# taz.de -- Essay Brexit als Staatsversagen: Unbehagen am Lebensraum Europa
       
       > Die EU als Elitenprojekt, Labour-Klüngel, ruinierte Gemeinden: Der Brexit
       > hat viele Väter. Wer nur nach Schuldigen sucht, wird nicht schlauer.
       
 (IMG) Bild: Die Klippen von Dover: Gegenüber beginnt der Abstieg
       
       Warum hat sich bei der britischen Volksabstimmung vom 23. Juni eine
       Mehrheit für den Brexit ausgesprochen? Dafür haben sich einige einfache
       Erklärungen durchgesetzt. Einer Sichtweise zufolge hat sich die gebeutelte,
       abgehängte Arbeiterklasse von den Lockrufen des Rechtspopulismus in die
       Irre führen lassen. Anderen Analysen zufolge verbaute die alte Generation
       aus purem Egoismus der Jugend die europäische Zukunft. Beide
       Erklärungsversuche konzentrieren sich eher auf die Suche nach Schuldigen
       als auf das Erkennen von Ursachen.
       
       Viele britische EU-Befürworter erklären den Brexit zum Sieg der Unvernunft.
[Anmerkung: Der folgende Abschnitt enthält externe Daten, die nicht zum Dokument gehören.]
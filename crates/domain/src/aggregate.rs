//! Core aggregate and domain event traits.

use common::AggregateId;
use event_store::Version;
use serde::{Serialize, de::DeserializeOwned};

/// A fact recorded on a stream, named in past tense.
pub trait DomainEvent: Serialize + DeserializeOwned + Send + Sync + Clone {
    /// Name stored as the envelope's `event_type` and used by queries.
    fn event_type(&self) -> &'static str;
}

/// An event-sourced consistency boundary.
///
/// State is rebuilt by replaying events through [`Aggregate::apply`]. Command
/// methods live on the concrete type, take `&self` and return the events to
/// record; they never mutate state directly.
pub trait Aggregate: Default + Send + Sync + Sized {
    type Event: DomainEvent;

    type Error: std::error::Error + Send + Sync;

    /// Stored as the envelope's `aggregate_type`.
    fn aggregate_type() -> &'static str;

    /// Returns None until the stream's first event has been applied.
    fn id(&self) -> Option<AggregateId>;

    /// Number of events applied so far; 0 for a new aggregate.
    fn version(&self) -> Version;

    fn set_version(&mut self, version: Version);

    /// Applies an event. Must be deterministic and infallible.
    fn apply(&mut self, event: Self::Event);

    fn apply_events(&mut self, events: impl IntoIterator<Item = Self::Event>) {
        for event in events {
            self.apply(event);
        }
    }
}

/// Aggregates whose state may be persisted as a snapshot.
pub trait SnapshotCapable: Aggregate + Serialize + DeserializeOwned {
    /// Number of events between snapshots.
    fn snapshot_interval() -> usize {
        100
    }

    fn should_snapshot(&self) -> bool {
        self.version().as_i64() > 0
            && (self.version().as_i64() as usize).is_multiple_of(Self::snapshot_interval())
    }

    /// True if moving from `previous` to the current version crossed an
    /// interval boundary. Multi-event appends can step over exact multiples.
    fn snapshot_due_since(&self, previous: Version) -> bool {
        let interval = Self::snapshot_interval() as i64;
        self.version().as_i64() / interval > previous.as_i64() / interval
    }
}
       Sie gehen davon aus, dass jeder vernünftige Mensch die EU gut finden müsse.
       Aber diese Sicht ist eben in Großbritannien kein Konsens. Die EU als
       Organisation ist nicht das gleiche wie Europa als Lebensraum.
       
       Die Annäherung Großbritanniens an den Lebensraum Europa wurde durch zwei
       neoliberale Politikentscheidungen möglich. Als Margaret Thatcher 1979
       Premierministerin wurde, schaffte sie die seit dem Zweiten Weltkrieg
       bestehenden Kapitalbeschränkungen ab, gemäß denen Briten höchstens 50 Pfund
       (nach heutiger Kaufkraft 500 Euro) außer Landes mitnehmen durften – eine
       heute kaum mehr vorstellbare staatliche Gängelung. Viel später kam es,
       gefördert durch die EU-Deregulierung des Luftverkehrs, zur Blüte der
       Billigfluglinien, was auch der breiten Masse Auslandsreisen möglich machte.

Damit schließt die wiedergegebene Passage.